Shift click (might take a middle or right click depending on your settings) with an endpoint selected and vertices are added.

Click to select and delete button to delete.

A nice trick, if you have grid, is to select as many verts as you want and press (SHIFT+S) Selected To grid to auto align all selected objects with the grid!

The idea here is to keep the vertices at Z=0 but to use this 2d line to represent the edge of the object, where it will be collidable.

For example, this prefab

Has the following collision line

Notice that only the edges with polygons are important. Do not use the 'close tool'(c button in edit mode) to close an edge - those are ignored. For closed shapes, simply close the shape by putting a last vert on the first vert. Ships and other projectiles will only collide with these lines, so its a good idea to ensure that they are closed when the object they represent is.

Objects (or pieces) that ships will never reach need not have collision lines at all.

Its also good for performance to keep the number of collision lines low, so feel free to approximate curves with much fewer lines. Each collision line set can contain any number of blender3d curves. So an object can have several unconnected curves forming its collision line. simply make a bunch of curve objects, then select them all and choose join (CTRL+J). Remember to rename the resulting object to the same name as the object it represents, but with _coll

Run the exporter

Each of your objects now has a texture, has a name, and has a collision line set with the correct name. Time to automatically export using the Magic Button!

In OBJECT MODE, select the python script "Hyperbol Prefab Tool" from the scripts menu.

The prefab tool will appear.

The prefab tool lets you specify the parts you want to export.
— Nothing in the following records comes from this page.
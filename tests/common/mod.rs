use std::sync::Arc;
use std::time::Duration;

use axum::Router;
use mongodb::options::ClientOptions;
use testcontainers::runners::AsyncRunner;
use testcontainers::ContainerAsync;
use testcontainers_modules::mongo::Mongo;

use flightbook::app::{build_router, AppState};
use flightbook::db::repository::{BookingRepository, MongoBookingRepository};

/// Holds a running MongoDB container and provides the Axum router for
/// integration tests.
///
/// The container is kept alive for as long as this struct lives. When
/// dropped, it is stopped and cleaned up automatically.
pub struct TestEnv {
    pub mongo: ContainerAsync<Mongo>,
    pub router: Router,
    pub repo: Arc<dyn BookingRepository>,
    pub db: mongodb::Database,
}

impl TestEnv {
    /// Start MongoDB and build a router wired to a fresh database.
    pub async fn start() -> Self {
        let mongo = Mongo::default()
            .start()
            .await
            .expect("Failed to start MongoDB container");

        let mongo_port = mongo
            .get_host_port_ipv4(27017)
            .await
            .expect("Failed to get MongoDB port");
        let mongo_uri = format!("mongodb://127.0.0.1:{}", mongo_port);

        // Short selection timeout so outage tests fail fast
        let mut options = ClientOptions::parse(mongo_uri.as_str())
            .await
            .expect("Failed to parse MongoDB URI");
        options.server_selection_timeout = Some(Duration::from_secs(2));

        let client =
            mongodb::Client::with_options(options).expect("Failed to create MongoDB client");
        let db = client.database(&format!("flightbook_test_{}", uuid::Uuid::new_v4().simple()));

        let repo: Arc<dyn BookingRepository> = Arc::new(MongoBookingRepository::new(&db));
        let router = build_router(AppState::new(repo.clone()));

        Self {
            mongo,
            router,
            repo,
            db,
        }
    }

    /// Build an `axum_test::TestServer` from this environment's router.
    pub fn server(&self) -> axum_test::TestServer {
        axum_test::TestServer::builder()
            .expect_success_by_default()
            .build(self.router.clone())
    }

    /// Build a `TestServer` that does NOT expect success by default (for error tests).
    pub fn server_permissive(&self) -> axum_test::TestServer {
        axum_test::TestServer::builder()
            .build(self.router.clone())
    }
}

/// The booking submitted by the mobile client in the happy-path scenario.
pub fn alice_booking() -> serde_json::Value {
    serde_json::json!({
        "user": "alice",
        "email": "a@x.com",
        "flight": { "id": "F1" },
        "passengers": 1,
        "passengerName": "Alice",
        "passportNumber": "P123",
        "citizenship": "US",
        "passportExpiry": "2030-01-01",
        "totalPrice": 250
    })
}
use axum::extract::rejection::JsonRejection;
use axum::extract::State;
use axum::http::StatusCode;
use axum::Json;
use chrono::Utc;

use crate::api::errors::ApiError;
use crate::app::AppState;
use crate::db::models::{Booking, BookingCreatedResponse, BookingRequest};
use crate::db::repository::BookingRepository;
use crate::error::AppError;

/// Core submission logic, separated from the HTTP layer for testability.
///
/// Builds a booking from the request (assigning `_id` and, when missing,
/// `createdAt`) and stores it. Nothing is retried.
pub async fn process_create_booking(
    repo: &dyn BookingRepository,
    request: BookingRequest,
) -> Result<BookingCreatedResponse, AppError> {
    let booking = request.into_booking(Utc::now());

    repo.insert(&booking).await?;

    tracing::info!(booking_id = %booking.id, "Booking saved");

    Ok(BookingCreatedResponse {
        message: "Booking saved successfully".to_string(),
        booking,
    })
}

/// Return every stored booking. An empty store yields an empty list.
pub async fn process_list_bookings(repo: &dyn BookingRepository) -> Result<Vec<Booking>, AppError> {
    let bookings = repo.list_all().await?;
    tracing::debug!(count = bookings.len(), "Listed bookings");
    Ok(bookings)
}

/// Axum handler for `POST /bookings`.
///
/// A body that fails to decode is reported the same way as a store failure.
pub async fn create_booking_handler(
    State(state): State<AppState>,
    payload: Result<Json<BookingRequest>, JsonRejection>,
) -> Result<(StatusCode, Json<BookingCreatedResponse>), ApiError> {
    let Json(request) =
        payload.map_err(|rejection| ApiError::saving(AppError::Validation(rejection.body_text())))?;

    let response = process_create_booking(state.booking_repo.as_ref(), request)
        .await
        .map_err(ApiError::saving)?;

    Ok((StatusCode::CREATED, Json(response)))
}

/// Axum handler for `GET /bookings`.
pub async fn list_bookings_handler(
    State(state): State<AppState>,
) -> Result<Json<Vec<Booking>>, ApiError> {
    let bookings = process_list_bookings(state.booking_repo.as_ref())
        .await
        .map_err(ApiError::fetching)?;

    Ok(Json(bookings))
}
pub mod app;
pub mod config;
pub mod error;
pub mod db {
    pub mod models;
    pub mod repository;
}
pub mod api {
    pub mod bookings;
    pub mod errors;
}
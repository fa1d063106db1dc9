use async_trait::async_trait;
use mongodb::bson::Document;

use crate::db::models::Booking;
use crate::error::AppError;

/// Repository trait for booking persistence.
///
/// This trait allows substituting the database layer in tests.
#[cfg_attr(test, mockall::automock)]
#[async_trait]
pub trait BookingRepository: Send + Sync {
    /// Store a new booking. Bookings are never replaced or merged.
    async fn insert(&self, booking: &Booking) -> Result<(), AppError>;

    /// List every stored booking in the store's natural order.
    async fn list_all(&self) -> Result<Vec<Booking>, AppError>;
}

/// MongoDB implementation of the BookingRepository.
pub struct MongoBookingRepository {
    collection: mongodb::Collection<Booking>,
}

impl MongoBookingRepository {
    pub const COLLECTION: &'static str = "bookings";

    pub fn new(db: &mongodb::Database) -> Self {
        Self {
            collection: db.collection(Self::COLLECTION),
        }
    }

    /// Round-trip a `ping` command to check that the server is reachable.
    pub async fn ping(db: &mongodb::Database) -> Result<(), AppError> {
        use mongodb::bson::doc;

        db.run_command(doc! { "ping": 1 })
            .await
            .map_err(|e| AppError::Database(e.to_string()))?;

        Ok(())
    }
}

/// Convert a booking to BSON ahead of the write.
///
/// Payloads BSON cannot represent (e.g. integers above `i64::MAX` inside
/// `flight`) are rejected as validation failures, not store failures.
fn to_bson_document(booking: &Booking) -> Result<Document, AppError> {
    mongodb::bson::to_document(booking)
        .map_err(|e| AppError::Validation(format!("Booking cannot be stored: {e}")))
}

#[async_trait]
impl BookingRepository for MongoBookingRepository {
    async fn insert(&self, booking: &Booking) -> Result<(), AppError> {
        let document = to_bson_document(booking)?;

        self.collection
            .clone_with_type::<Document>()
            .insert_one(document)
            .await
            .map_err(|e| AppError::Database(e.to_string()))?;

        Ok(())
    }

    async fn list_all(&self) -> Result<Vec<Booking>, AppError> {
        use futures::TryStreamExt;
        use mongodb::bson::doc;

        let cursor = self
            .collection
            .find(doc! {})
            .await
            .map_err(|e| AppError::Database(e.to_string()))?;

        cursor
            .try_collect()
            .await
            .map_err(|e| AppError::Database(e.to_string()))
    }
}
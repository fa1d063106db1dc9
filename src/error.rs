use thiserror::Error;

/// Application-wide error types.
#[derive(Debug, Error)]
pub enum AppError {
    /// The payload cannot be stored as a booking (bad shape or failed coercion).
    #[error("Validation error: {0}")]
    Validation(String),

    /// The document store rejected the operation or could not be reached.
    #[error("Database error: {0}")]
    Database(String),

    #[error("Configuration error: {0}")]
    Config(String),
}

impl AppError {
    /// Short machine-readable tag used in error response bodies.
    pub fn kind(&self) -> &'static str {
        match self {
            AppError::Validation(_) => "validation",
            AppError::Database(_) => "database",
            AppError::Config(_) => "config",
        }
    }
}

impl From<config::ConfigError> for AppError {
    fn from(err: config::ConfigError) -> Self {
        AppError::Config(err.to_string())
    }
}
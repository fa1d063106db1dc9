use axum::http::StatusCode;
use axum::response::{IntoResponse, Response};
use serde::{Deserialize, Serialize};

use crate::error::AppError;

/// Body of every failed API response: `{ message, error }`.
#[derive(Debug, Clone, Serialize, Deserialize)]
pub struct ErrorBody {
    pub message: String,
    pub error: ErrorDetail,
}

/// Diagnostic detail attached to a failed response.
#[derive(Debug, Clone, Serialize, Deserialize)]
pub struct ErrorDetail {
    pub kind: String,
    pub detail: String,
}

/// An `AppError` paired with the operation that failed.
///
/// Validation and store failures both map to 500; `error.kind` tells them
/// apart.
#[derive(Debug)]
pub struct ApiError {
    message: &'static str,
    source: AppError,
}

impl ApiError {
    pub const SAVE_FAILED: &'static str = "Error saving booking";
    pub const FETCH_FAILED: &'static str = "Error fetching bookings";

    pub fn saving(source: AppError) -> Self {
        Self {
            message: Self::SAVE_FAILED,
            source,
        }
    }

    pub fn fetching(source: AppError) -> Self {
        Self {
            message: Self::FETCH_FAILED,
            source,
        }
    }
}

impl IntoResponse for ApiError {
    fn into_response(self) -> Response {
        tracing::error!(kind = self.source.kind(), "{}: {}", self.message, self.source);

        let body = ErrorBody {
            message: self.message.to_string(),
            error: ErrorDetail {
                kind: self.source.kind().to_string(),
                detail: self.source.to_string(),
            },
        };

        (StatusCode::INTERNAL_SERVER_ERROR, axum::Json(body)).into_response()
    }
}
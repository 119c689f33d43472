//! Authentication extractors for bearer-token protected routes.
//!
//! `RequireAuth` validates the `Authorization: Bearer <jwt>` header and
//! loads the account; `RequireAdmin` additionally checks the stored role.
//! The role inside the token is never trusted on its own.

use axum::{
    extract::FromRequestParts,
    http::{header, request::Parts},
};

use pomelo_core::Role;

use crate::db::UserRepository;
use crate::error::{ApiError, set_sentry_user};
use crate::models::User;
use crate::state::AppState;

/// The authenticated account for this request.
pub type CurrentUser = User;

/// Extractor that requires a valid bearer token.
///
/// # Example
///
/// ```rust,ignore
/// async fn handler(RequireAuth(user): RequireAuth) -> impl IntoResponse {
///     format!("Hello, {}!", user.name)
/// }
/// ```
pub struct RequireAuth(pub CurrentUser);

/// Extractor that requires a valid bearer token belonging to an admin.
pub struct RequireAdmin(pub CurrentUser);

async fn authenticate(parts: &Parts, state: &AppState) -> Result<CurrentUser, ApiError> {
    let token = bearer_token(parts)
        .ok_or_else(|| ApiError::Unauthenticated("missing bearer token".to_string()))?;

    let claims = state.auth().verify_token(token)?;

    let user = UserRepository::new(state.pool())
        .get_by_id(claims.user_id())
        .await?
        .ok_or_else(|| ApiError::Unauthenticated("account no longer exists".to_string()))?;

    if !user.is_active {
        return Err(ApiError::Forbidden("account is deactivated".to_string()));
    }

    set_sentry_user(&user.id, Some(user.email.as_str()));
    Ok(user)
}

fn bearer_token(parts: &Parts) -> Option<&str> {
    parts
        .headers
        .get(header::AUTHORIZATION)?
        .to_str()
        .ok()?
        .strip_prefix("Bearer ")
}

impl FromRequestParts<AppState> for RequireAuth {
    type Rejection = ApiError;

    async fn from_request_parts(
        parts: &mut Parts,
        state: &AppState,
    ) -> Result<Self, Self::Rejection> {
        Ok(Self(authenticate(parts, state).await?))
    }
}

impl FromRequestParts<AppState> for RequireAdmin {
    type Rejection = ApiError;

    async fn from_request_parts(
        parts: &mut Parts,
        state: &AppState,
    ) -> Result<Self, Self::Rejection> {
        let user = authenticate(parts, state).await?;
        if user.role != Role::Admin {
            return Err(ApiError::Forbidden("admin access required".to_string()));
        }
        Ok(Self(user))
    }
}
There should only be three settings you're interested in here... the MAGIC BUTTON, the scale, and the export path

First things first - choose an export path. Click on the Export to button and choose a destination .PFB file (type one in if necessary)

Note that when using the Magic Button to export, all meshes that have no period (.) in their name are automatically exported whether selected as geometry or not. Selection is ignored - in fact, it will auto select everything as it seems fit. So make sure that your meshes are named, and that stuff you dont want exported has a dot in its name! (both mesh and object name).

Once the export path is selected, all you need to do is click "Magic Button" and it will do everything for you. It might take some time. It will highlight each one as it does it, so zoom out and look from the top before you start. You will end up with PFB files in the folder you specified (the filename in the box is ignored - the files will be named based on the name of the object). Those PFBs can be fed to the prefab compiler.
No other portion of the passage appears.